Task requirements: Extract, from the listing that follows, each line containing the word "enum".

Data:
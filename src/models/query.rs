//! Per-turn query models: what the caller asks, how retrieval is scoped,
//! and what comes back.

use serde::{Deserialize, Serialize};

use super::config::{Config, RetrievalConfig};

/// Output format for CLI results.
#[derive(Debug, Clone, Copy, Default, PartialEq, Eq, Serialize, Deserialize)]
#[serde(rename_all = "lowercase")]
pub enum OutputFormat {
    /// Human-readable text format
    #[default]
    Text,
    /// Machine-parseable JSON format
    Json,
    /// Documentation-friendly Markdown format
    Markdown,
}

impl std::str::FromStr for OutputFormat {
    type Err = String;

    fn from_str(s: &str) -> Result<Self, Self::Err> {
        match s.to_lowercase().as_str() {
            "text" => Ok(OutputFormat::Text),
            "json" => Ok(OutputFormat::Json),
            "markdown" | "md" => Ok(OutputFormat::Markdown),
            _ => Err(format!("unknown output format: {}", s)),
        }
    }
}

impl std::fmt::Display for OutputFormat {
    fn fmt(&self, f: &mut std::fmt::Formatter<'_>) -> std::fmt::Result {
        match self {
            OutputFormat::Text => write!(f, "text"),
            OutputFormat::Json => write!(f, "json"),
            OutputFormat::Markdown => write!(f, "markdown"),
        }
    }
}

/// Whether a turn is answered with document context.
#[derive(Debug, Clone, Copy, Default, PartialEq, Eq, Serialize, Deserialize)]
#[serde(rename_all = "lowercase")]
pub enum Mode {
    Rag,
    #[default]
    General,
}

impl std::str::FromStr for Mode {
    type Err = String;

    fn from_str(s: &str) -> Result<Self, Self::Err> {
        match s.to_lowercase().as_str() {
            "rag" => Ok(Mode::Rag),
            "general" => Ok(Mode::General),
            _ => Err(format!("unknown mode: {}", s)),
        }
    }
}

impl std::fmt::Display for Mode {
    fn fmt(&self, f: &mut std::fmt::Formatter<'_>) -> std::fmt::Result {
        match self {
            Mode::Rag => write!(f, "rag"),
            Mode::General => write!(f, "general"),
        }
    }
}

/// LLM backend selected per request.
#[derive(Debug, Clone, Copy, Default, PartialEq, Eq, Hash, Serialize, Deserialize)]
pub enum Provider {
    #[default]
    #[serde(rename = "deepseek")]
    DeepSeek,
    #[serde(rename = "openai", alias = "chatgpt")]
    OpenAi,
    #[serde(rename = "gemini")]
    Gemini,
}

impl Provider {
    pub const ALL: [Provider; 3] = [Provider::DeepSeek, Provider::OpenAi, Provider::Gemini];

    pub fn as_str(&self) -> &'static str {
        match self {
            Provider::DeepSeek => "deepseek",
            Provider::OpenAi => "openai",
            Provider::Gemini => "gemini",
        }
    }

    /// Environment variable the CLI reads the API key from.
    pub fn api_key_env(&self) -> &'static str {
        match self {
            Provider::DeepSeek => "DEEPSEEK_API_KEY",
            Provider::OpenAi => "OPENAI_API_KEY",
            Provider::Gemini => "GEMINI_API_KEY",
        }
    }
}

impl std::str::FromStr for Provider {
    type Err = String;

    fn from_str(s: &str) -> Result<Self, Self::Err> {
        match s.to_lowercase().as_str() {
            "deepseek" => Ok(Provider::DeepSeek),
            "openai" | "chatgpt" => Ok(Provider::OpenAi),
            "gemini" => Ok(Provider::Gemini),
            _ => Err(format!("unknown provider: {}", s)),
        }
    }
}

impl std::fmt::Display for Provider {
    fn fmt(&self, f: &mut std::fmt::Formatter<'_>) -> std::fmt::Result {
        f.write_str(self.as_str())
    }
}

#[derive(Debug, Clone, Copy, PartialEq, Eq, Serialize, Deserialize)]
#[serde(rename_all = "lowercase")]
pub enum Role {
    User,
    Assistant,
}

/// One prior message, owned by the caller and forwarded as-is.
#[derive(Debug, Clone, PartialEq, Eq, Serialize, Deserialize)]
pub struct ConversationTurn {
    pub role: Role,
    pub content: String,
}

/// Everything the caller supplies for a single turn.
#[derive(Debug, Clone, PartialEq, Serialize, Deserialize)]
pub struct QueryContext {
    pub raw_query: String,
    pub mode: Mode,
    pub system_message: String,
    pub temperature: f32,
    pub max_tokens: u32,
}

impl QueryContext {
    pub fn new(raw_query: impl Into<String>, mode: Mode, config: &Config) -> Self {
        Self {
            raw_query: raw_query.into(),
            mode,
            system_message: config.chat.system_message.clone(),
            temperature: config.chat.temperature,
            max_tokens: config.chat.max_tokens,
        }
    }
}

/// Where and how much to retrieve. Passed into every query, never held globally.
#[derive(Debug, Clone, PartialEq, Serialize, Deserialize)]
pub struct RetrievalScope {
    pub collection: String,
    pub top_k: u32,
    pub min_score: Option<f32>,
}

impl RetrievalScope {
    pub fn new(collection: impl Into<String>, retrieval: &RetrievalConfig) -> Self {
        Self {
            collection: collection.into(),
            top_k: retrieval.top_k,
            min_score: retrieval.min_score,
        }
    }
}

/// The prompt handed to the LLM gateway.
#[derive(Debug, Clone, PartialEq, Eq, Serialize, Deserialize)]
pub struct Prompt {
    pub system: String,
    pub user: String,
}

impl Prompt {
    /// Both parts as one block, for display.
    pub fn render(&self) -> String {
        format!("{}\n\n{}", self.system, self.user)
    }
}

#[derive(Debug, Clone, Copy, PartialEq, Eq, Serialize, Deserialize)]
#[serde(rename_all = "snake_case")]
pub enum RetrievalStatus {
    /// GENERAL mode, retrieval was never attempted
    Skipped,
    ContextFound,
    /// RAG mode, but nothing relevant was found
    NoContext,
}

impl std::fmt::Display for RetrievalStatus {
    fn fmt(&self, f: &mut std::fmt::Formatter<'_>) -> std::fmt::Result {
        match self {
            RetrievalStatus::Skipped => write!(f, "skipped"),
            RetrievalStatus::ContextFound => write!(f, "context_found"),
            RetrievalStatus::NoContext => write!(f, "no_context"),
        }
    }
}

/// A search hit as returned by a vector store.
#[derive(Debug, Clone, PartialEq, Serialize, Deserialize)]
pub struct RetrievedChunk {
    pub chunk_id: String,
    pub source_id: String,
    pub text: String,
    pub offset: u64,
    pub score: f32,
    /// Insertion order within the collection, used to break score ties.
    #[serde(skip)]
    pub sequence: u64,
}

#[derive(Debug, Clone, PartialEq, Serialize, Deserialize)]
pub struct RetrievalResult {
    pub status: RetrievalStatus,
    /// Most relevant first.
    pub chunks: Vec<RetrievedChunk>,
}

impl RetrievalResult {
    pub fn skipped() -> Self {
        Self {
            status: RetrievalStatus::Skipped,
            chunks: Vec::new(),
        }
    }

    pub fn no_context() -> Self {
        Self {
            status: RetrievalStatus::NoContext,
            chunks: Vec::new(),
        }
    }

    pub fn found(chunks: Vec<RetrievedChunk>) -> Self {
        Self {
            status: RetrievalStatus::ContextFound,
            chunks,
        }
    }

    pub fn is_empty(&self) -> bool {
        self.chunks.is_empty()
    }

    pub fn len(&self) -> usize {
        self.chunks.len()
    }
}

Your response:
pub enum OutputFormat {
pub enum Mode {
pub enum Provider {
pub enum Role {
pub enum RetrievalStatus {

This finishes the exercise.